Well. This seem like a easy questions but I can't answer them - how many emails "ought" to be generated and saved each day in an organization of 1,700 people? And over 1000 days, how would that figure compare to five million lost emails?
Lots of firms are required to save emails so I am hoping begging for sensible guesses from knowledgeable people.
Meanwhile, conspiracists are ascendant on the left. (The sun rose in the east.)
"the report leaked to CREW covers March 2003 to Oct 2005"
These bozos call themselvs "Citizens for Responsibility and Ethics in Washington" and they accept leaked confidential material?
Posted by: PeterUK. | April 14, 2007 at 04:27 PM
Well that's weird. the "leaked" report coincides with someone's predicament to their retirement. Wonder who they got it from, wouldn't be one of their clients would it?
Posted by: topsecretk9 | April 14, 2007 at 04:31 PM
Am I allowed to post on this topic? Or will you shun me on this one too, even if I agree with you?
Posted by: sylvia | April 14, 2007 at 04:33 PM
in terms of when we converted from Lotus Notes to Microsoft Outlook if there would have been any potential loss there
Ha!
My [early] experience with Outlook was one of the scariest in my computing history. When the total of email messages hit 1000 (yes, 1000) the Outlook file started writing to itself in an endless loop and ate half my harddrive before I realized what was happening and was able to kill it.

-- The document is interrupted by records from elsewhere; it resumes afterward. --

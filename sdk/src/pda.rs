//! Program-derived address helpers.
//!
//! Seeds mirror the DLAN program's account constraints byte for byte.  A
//! mismatch in seed order or encoding does not fail: it silently yields a
//! different address, so every named helper here is pinned by a test against
//! the literal seed list.

use solana_sdk::{pubkey, pubkey::Pubkey};
use tracing::debug;

use crate::error::{Error, Result};

// ─── Well-known program IDs ───────────────────────────────────────────────────

pub const SPL_TOKEN_PROGRAM_ID: Pubkey = pubkey!("TokenkegQfeZyiNwAJbNbGKPFXCWuBvf9Ss623VQ5DA");
pub const ATA_PROGRAM_ID:       Pubkey = pubkey!("ATokenGPvbdGVxr1b2hvZbsiqW5xWH25efTNsLJA8knL");
pub const SYSTEM_PROGRAM_ID:    Pubkey = pubkey!("11111111111111111111111111111111");

// ─── Scheme limits ────────────────────────────────────────────────────────────

/// Maximum length of a single seed component.
pub const MAX_SEED_LEN: usize = 32;
/// Maximum number of seed components, bump included.
pub const MAX_SEEDS: usize = 16;

// ─── PDA seeds ────────────────────────────────────────────────────────────────

pub const POOL_SEED:           &[u8] = b"pool";
pub const TREASURY_SEED:       &[u8] = b"treasury";
pub const MINT_AUTHORITY_SEED: &[u8] = b"mint_authority";
pub const USER_SEED:           &[u8] = b"user";
pub const VIP_SEED:            &[u8] = b"vip";
pub const PROFILE_SEED:        &[u8] = b"profile";
pub const POST_SEED:           &[u8] = b"post";
pub const CONTACT_SEED:        &[u8] = b"contact";
pub const SOCIAL_CONFIG_SEED:  &[u8] = b"social_config";

// ─── Generic derivation ───────────────────────────────────────────────────────

/// Derive a program address from an ordered seed list.
///
/// Fails with [`Error::InvalidSeed`] when a component exceeds
/// [`MAX_SEED_LEN`], when there is no room left for the bump seed, or when no
/// bump produces an off-curve address.
pub fn derive(program_id: &Pubkey, seeds: &[&[u8]]) -> Result<(Pubkey, u8)> {
    if seeds.len() >= MAX_SEEDS {
        return Err(Error::InvalidSeed(format!(
            "{} seed components; at most {} allowed (one slot is reserved for the bump)",
            seeds.len(),
            MAX_SEEDS - 1
        )));
    }
    if let Some((i, seed)) = seeds.iter().enumerate().find(|(_, s)| s.len() > MAX_SEED_LEN) {
        return Err(Error::InvalidSeed(format!(
            "seed #{i} is {} bytes; maximum is {MAX_SEED_LEN}",
            seed.len()
        )));
    }
    let found = Pubkey::try_find_program_address(seeds, program_id)
        .ok_or_else(|| Error::InvalidSeed("no bump yields an off-curve address".into()))?;
    debug!(program = %program_id, address = %found.0, bump = found.1, "derived program address");
    Ok(found)
}

/// Named seeds are all well inside the scheme limits.
fn find(program_id: &Pubkey, seeds: &[&[u8]]) -> (Pubkey, u8) {
    Pubkey::find_program_address(seeds, program_id)
}

// ─── Named derivations ────────────────────────────────────────────────────────

/// Global staking pool state.
pub fn derive_pool(program_id: &Pubkey) -> (Pubkey, u8) {
    find(program_id, &[POOL_SEED])
}

/// Treasury PDA; its token accounts hold the claim reserve.
pub fn derive_treasury(program_id: &Pubkey) -> (Pubkey, u8) {
    find(program_id, &[TREASURY_SEED])
}

/// Mint authority, scoped to a pool.
pub fn derive_mint_authority(pool: &Pubkey, program_id: &Pubkey) -> (Pubkey, u8) {
    find(program_id, &[MINT_AUTHORITY_SEED, pool.as_ref()])
}

/// Per-wallet staking / investment state.
pub fn derive_user_state(owner: &Pubkey, program_id: &Pubkey) -> (Pubkey, u8) {
    find(program_id, &[USER_SEED, owner.as_ref()])
}

/// Per-wallet VIP claim timer.
pub fn derive_vip_state(owner: &Pubkey, program_id: &Pubkey) -> (Pubkey, u8) {
    find(program_id, &[VIP_SEED, owner.as_ref()])
}

pub fn derive_profile(owner: &Pubkey, program_id: &Pubkey) -> (Pubkey, u8) {
    find(program_id, &[PROFILE_SEED, owner.as_ref()])
}

/// Post number `index` of `author`; the index is encoded as 8 bytes little-endian.
pub fn derive_post(author: &Pubkey, index: u64, program_id: &Pubkey) -> (Pubkey, u8) {
    find(program_id, &[POST_SEED, author.as_ref(), &index.to_le_bytes()])
}

/// Contact request from `a` to `b`.  Order matters: `(a, b) != (b, a)`.
pub fn derive_contact(a: &Pubkey, b: &Pubkey, program_id: &Pubkey) -> (Pubkey, u8) {
    find(program_id, &[CONTACT_SEED, a.as_ref(), b.as_ref()])
}

pub fn derive_social_config(program_id: &Pubkey) -> (Pubkey, u8) {
    find(program_id, &[SOCIAL_CONFIG_SEED])
}

/// Derive the Associated Token Account for a wallet + mint.
pub fn derive_ata(wallet: &Pubkey, mint: &Pubkey) -> Pubkey {
    Pubkey::find_program_address(
        &[wallet.as_ref(), SPL_TOKEN_PROGRAM_ID.as_ref(), mint.as_ref()],
        &ATA_PROGRAM_ID,
    )
    .0
}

I'm quite sure that didn't happen here because I'm also sure MS eventually fixed the bug, but I can't speak to that directly because since that day Outlook has not been even within shouting distance of my PC.
But I also doubt that switching from Lotus Notes to Outlook would cause this kind of loss over a long period of time. The time of initial conversion would be the vulnerability. However, if all the email that was lost were from the Outlook period, then the conversion itself could have messed up and left gaps, large or small, in the data that was actually converted.
Posted by: Syl | April 14, 2007 at 04:56 PM
They used PCs? I smell a conspiracy!
They used PCs? Boy, those Bushies are dumb!
You know, the singular characteristic of lefties is their laziness. If they can leap to a conclusion -- any conclusion -- to avoid actually having to think, they will.
Posted by: sbwaters | April 14, 2007 at 05:46 PM
Umm, I have techs that are better than that (WH email archiving system) running my website.
If the info is backed up in real time, it's still there. If it isn't backed up in real time, how can anyone expect not to lose some? there is redundancy on top of redundancy, if the info is important.
If it isn't - don't expect to find it and don't claim you save them all.
after 9/11, when the stock market systems failed, amex systems failed, insurance company systems failed, brokerage systems failed. You know what?? There were people in hotel rooms, working from the backed up data files. Nothing was lost. Nothing.
Posted by: SunnyDay | April 14, 2007 at 05:50 PM
The last year has helped me tease ought the subtleties of ignorance:
- Those ignorant of history.
- Those ignorant of the necessary logic to use history.
- Those ignorant of their ignorance.
- Those who fight to keep their ignorance.
For lefties to master all four is a signal accomplishment.
Posted by: sbwaters | April 14, 2007 at 05:53 PM
Doh! And I previewed... ought s/b out
Posted by: sbwaters | April 14, 2007 at 05:54 PM
I don't know why anyone is surprised. Look at the problems members here had in just registering a Typekey login. And Outlook's archival function tends to take old emails and put them somewhere no one can find easily.
Most office workers I know, government or civilian, know how to turn on their workstations and hit the send button and fill in forms for their particular job, but know nothing at all about how they system they work on works. And even if they are computer literate on their home computer, they haven't a clue how networks work.
I doubt seriously that even the most savvy tech could screw up a properly designed systerm and get away with it without leaving a trail. This is another of the juvenile nutroot ideas that has no basis in reality.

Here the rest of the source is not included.